Enough of the abstract political blather. Here's my question for pro-life advocates, particularly those in Arkansas, Mississippi, North Dakota and South Dakota. You want to end abortions. Okay. What do you want women to do instead?

Illegal abortion providers existed before Roe v. Wade, and not because abortion is such a fun or lucrative practice. Clearly abortions fill some need in society. Yet I have never heard pro-life advocates address that need themselves. They only wish to criminalize, or at the very least make practically impossible, the practice of abortion.

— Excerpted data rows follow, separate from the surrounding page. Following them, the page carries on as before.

//! ARIMA(p, 1, q) with p, q ∈ {0, 1}.
//!
//! The series is differenced once; an ARMA(p, q) model without constant is
//! fitted to the differences by conditional sum of squares (CSS):
//!
//! ```text
//! w_t = y_t - y_{t-1}
//! w_t = φ w_{t-1} + e_t + θ e_{t-1}
//! ```
//!
//! The order is the candidate with minimum AIC. Forecasts integrate the ARMA
//! projection back to levels; the h-step variance is
//! `σ² Σ_{j<h} Ψ_j²` with `Ψ_j` the cumulative ψ-weights, so bounds widen with
//! the horizon.

use std::time::{Duration, Instant};

use tracing::debug;

use crate::error::{IntelligenceError, IntelligenceResult};

use super::optimize::{FitFailure, Limits, nelder_mead};
use super::{ArimaOrder, ForecastMethod, Forecaster, RawForecast};

/// Stationarity/invertibility bound on |φ| and |θ|.
const COEF_BOUND: f64 = 0.98;
const PENALTY: f64 = 1.0e12;

pub const CANDIDATE_ORDERS: [ArimaOrder; 3] = [
    ArimaOrder::new(0, 1, 1),
    ArimaOrder::new(1, 1, 0),
    ArimaOrder::new(1, 1, 1),
];

#[derive(Debug, Clone)]
pub struct Arima {
    min_periods: usize,
    max_iterations: usize,
    timeout: Duration,
    z: f64,
}

#[derive(Debug, Clone, PartialEq)]
struct FittedArma {
    order: ArimaOrder,
    phi: f64,
    theta: f64,
    sigma2: f64,
    aic: f64,
    last_residual: f64,
}

impl Arima {
    pub fn new(min_periods: usize, max_iterations: usize, timeout: Duration, z: f64) -> Self {
        Self {
            min_periods: min_periods.max(4),
            max_iterations,
            timeout,
            z,
        }
    }

    fn fit(&self, diffs: &[f64], order: ArimaOrder, deadline: Instant) -> Result<FittedArma, String> {
        let ar = order.p == 1;
        let ma = order.q == 1;
        let k = usize::from(ar) + usize::from(ma);

        let unpack = |x: &[f64]| -> (f64, f64) {
            match (ar, ma) {
                (true, true) => (x[0], x[1]),
                (true, false) => (x[0], 0.0),
                (false, true) => (0.0, x[0]),
                (false, false) => (0.0, 0.0),
            }
        };
        let objective = |x: &[f64]| {
            if x.iter().any(|c| c.abs() >= COEF_BOUND) {
                return PENALTY;
            }
            let (phi, theta) = unpack(x);
            css(diffs, ar, phi, theta).0
        };

        let limits = Limits {
            max_iterations: self.max_iterations,
            deadline,
            f_tol: 1e-10,
            x_tol: 1e-6,
        };
        let start = vec![0.1; k];
        let minimum = nelder_mead(objective, &start, 0.2, limits).map_err(|e: FitFailure| e.to_string())?;

        let (phi, theta) = unpack(&minimum.x);
        let (sse, residuals) = css(diffs, ar, phi, theta);
        let m = residuals.len();
        if m <= k {
            return Err(format!("{} residuals cannot identify {k} parameters", m));
        }
        let sigma2 = sse / (m - k) as f64;
        if !sigma2.is_finite() || sse >= PENALTY {
            return Err("no admissible parameters".to_string());
        }
        let aic = m as f64 * (sse.max(1e-12) / m as f64).ln() + 2.0 * k as f64;

        debug!(
            order = %order,
            phi,
            theta,
            sigma2,
            aic,
            iterations = minimum.iterations,
            "arima candidate fitted"
        );

        Ok(FittedArma {
            order,
            phi,
            theta,
            sigma2,
            aic,
            last_residual: residuals.last().copied().unwrap_or(0.0),
        })
    }
}

/// Conditional sum of squares and residuals, with pre-sample errors at zero.
fn css(w: &[f64], ar: bool, phi: f64, theta: f64) -> (f64, Vec<f64>) {
    let start = usize::from(ar);
    let mut residuals = Vec::with_capacity(w.len().saturating_sub(start));
    let mut prev_e = 0.0;
    let mut sse = 0.0;
    for t in start..w.len() {
        let ar_term = if ar { phi * w[t - 1] } else { 0.0 };
        let e = w[t] - ar_term - theta * prev_e;
        sse += e * e;
        residuals.push(e);
        prev_e = e;
    }
    (sse, residuals)
}

impl Forecaster for Arima {
    fn method(&self) -> ForecastMethod {
        ForecastMethod::Arima
    }

    fn minimum_periods(&self) -> usize {
        self.min_periods
    }

    fn fit_predict(&self, values: &[f64], horizon: usize) -> IntelligenceResult<RawForecast> {
        let diffs: Vec<f64> = values.windows(2).map(|p| p[1] - p[0]).collect();
        let deadline = Instant::now() + self.timeout;

        let mut best: Option<FittedArma> = None;
        let mut failures: Vec<String> = Vec::new();
        for order in CANDIDATE_ORDERS {
            match self.fit(&diffs, order, deadline) {
                Ok(fitted) => {
                    if best.as_ref().is_none_or(|b| fitted.aic < b.aic) {
                        best = Some(fitted);
                    }
                }
                Err(e) => failures.push(format!("{order}: {e}")),
            }
        }

        let Some(model) = best else {
            return Err(IntelligenceError::model_fit(format!(
                "no ARIMA candidate converged on {} periods ({})",
                values.len(),
                failures.join("; ")
            )));
        };

        let last_level = values.last().copied().unwrap_or(0.0);
        let last_diff = diffs.last().copied().unwrap_or(0.0);

        // ψ-weights of the ARMA part, accumulated for the integration.
        let mut point = Vec::with_capacity(horizon);
        let mut lower = Vec::with_capacity(horizon);
        let mut upper = Vec::with_capacity(horizon);

        let mut level = last_level;
        let mut w_prev = last_diff;
        let mut psi = 1.0;
        let mut cum_psi = 0.0;
        let mut var_sum = 0.0;
        for h in 1..=horizon {
            let w_hat = if h == 1 {
                model.phi * w_prev + model.theta * model.last_residual
            } else {
                model.phi * w_prev
            };
            level += w_hat;
            w_prev = w_hat;

            if h == 2 {
                psi = model.phi + model.theta;
            } else if h > 2 {
                psi *= model.phi;
            }
            cum_psi += psi;
            var_sum += cum_psi * cum_psi;

            let spread = self.z * (model.sigma2 * var_sum).sqrt();
            point.push(level);
            lower.push(level - spread);
            upper.push(level + spread);
        }

        Ok(RawForecast {
            point,
            interval: Some((lower, upper)),
            residual_std: model.sigma2.sqrt(),
            order: Some(model.order),
        })
    }
}

#[cfg(test)]
mod tests {
    use super::*;

    fn arima() -> Arima {
        Arima::new(14, 500, Duration::from_secs(2), 1.96)
    }

    /// Deterministic pseudo-noise in [-1, 1).
    fn noise(n: usize, seed: u64) -> Vec<f64> {
        let mut state = seed;
        (0..n)
            .map(|_| {
                state = state.wrapping_mul(6_364_136_223_846_793_005).wrapping_add(1_442_695_040_888_963_407);
                ((state >> 11) as f64 / (1u64 << 53) as f64) * 2.0 - 1.0
            })
            .collect()
    }

    #[test]
    fn recovers_an_ar1_coefficient_on_differences() {
        let e = noise(400, 7);
        let mut w = vec![0.0];
        for t in 1..400 {
            w.push(0.6 * w[t - 1] + e[t]);
        }
        let (sse_true, _) = css(&w, true, 0.6, 0.0);
        let fitted = arima()
            .fit(&w, ArimaOrder::new(1, 1, 0), Instant::now() + Duration::from_secs(2))
            .unwrap();
        assert!((fitted.phi - 0.6).abs() < 0.1, "phi = {}", fitted.phi);
        let (sse_fit, _) = css(&w, true, fitted.phi, 0.0);
        assert!(sse_fit <= sse_true + 1e-6);
    }

    #[test]
    fn bounds_widen_with_horizon() {
        let values: Vec<f64> = noise(60, 3).iter().map(|e| 50.0 + 5.0 * e).collect();
        let f = arima().fit_predict(&values, 12).unwrap();
        let (lower, upper) = f.interval.unwrap();
        for h in 1..12 {
            assert!(upper[h] - lower[h] >= upper[h - 1] - lower[h - 1]);
        }
        assert!(upper[11] - lower[11] > upper[0] - lower[0]);
        assert_eq!(f.point.len(), 12);
        assert!(f.order.is_some());
    }

    #[test]
    fn constant_series_forecasts_the_constant() {
        let f = arima().fit_predict(&[12.0; 20], 5).unwrap();
        for v in f.point {
            assert!((v - 12.0).abs() < 1e-9);
        }
        assert!(f.residual_std.abs() < 1e-9);
    }

    #[test]
    fn iteration_cap_surfaces_as_model_fit_error() {
        let values: Vec<f64> = noise(40, 11).iter().map(|e| 30.0 + 10.0 * e).collect();
        let starved = Arima::new(14, 1, Duration::from_secs(2), 1.96);
        let err = starved.fit_predict(&values, 3).unwrap_err();
        assert!(matches!(err, IntelligenceError::ModelFit(_)));
    }

    #[test]
    fn exhausted_time_budget_surfaces_as_model_fit_error() {
        let values: Vec<f64> = noise(40, 5).iter().map(|e| 30.0 + 10.0 * e).collect();
        let rushed = Arima::new(14, 500, Duration::ZERO, 1.96);
        let err = rushed.fit_predict(&values, 3).unwrap_err();
        assert!(matches!(err, IntelligenceError::ModelFit(_)));
    }
}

New York City Mayor William J. Gaynor (1849-1913) was once asked to address the problem of prostitution in the city. Mayor Gaynor said he would understand if the petitioners wanted him to drown the prostitutes in the East River, but that they weren't asking him to do that: the concerned citizens were simply asking him to force the prostitutes out of New York City, not caring that the prostitutes would simply ply their trade elsewhere.

Mayor Gaynor understood that simply driving an undesirable practice out of your back yard doesn't address the underlying reason for the practice. Do pro-life advocates understand this?

How about trying to understand why some women feel the need to get an abortion, instead of trying to scare the hell out of them and the specialists who try to meet that need?

To my knowledge, the state of Mississippi — which is on the verge of driving its one remaining clinic providing abortion (among other women's services) out of business — is not a paradise for women seeking an alternative to abortion. How much public support (that is, favorable opinion and actual funding) exists there for contraception? What protection is afforded to young women whose spouses, significant others or relatives would punish them for an unplanned pregnancy? How good is the state's foster-child program, or its adoption program?

Are these even the primary reasons women seek abortions? (I genuinely don't know.) Are there other reasons pro-life advocates should address as well?

The dedication to life that pro-life advocates like to display would be a lot more admirable if they didn't focus so singlemindedly on potential life rather than the existing lives of women. If I were a pro-life advocate, I would be a lot more concerned with the big picture of how to make abortion unnecessary, rather than myopically and cruelly focusing on making it impossible.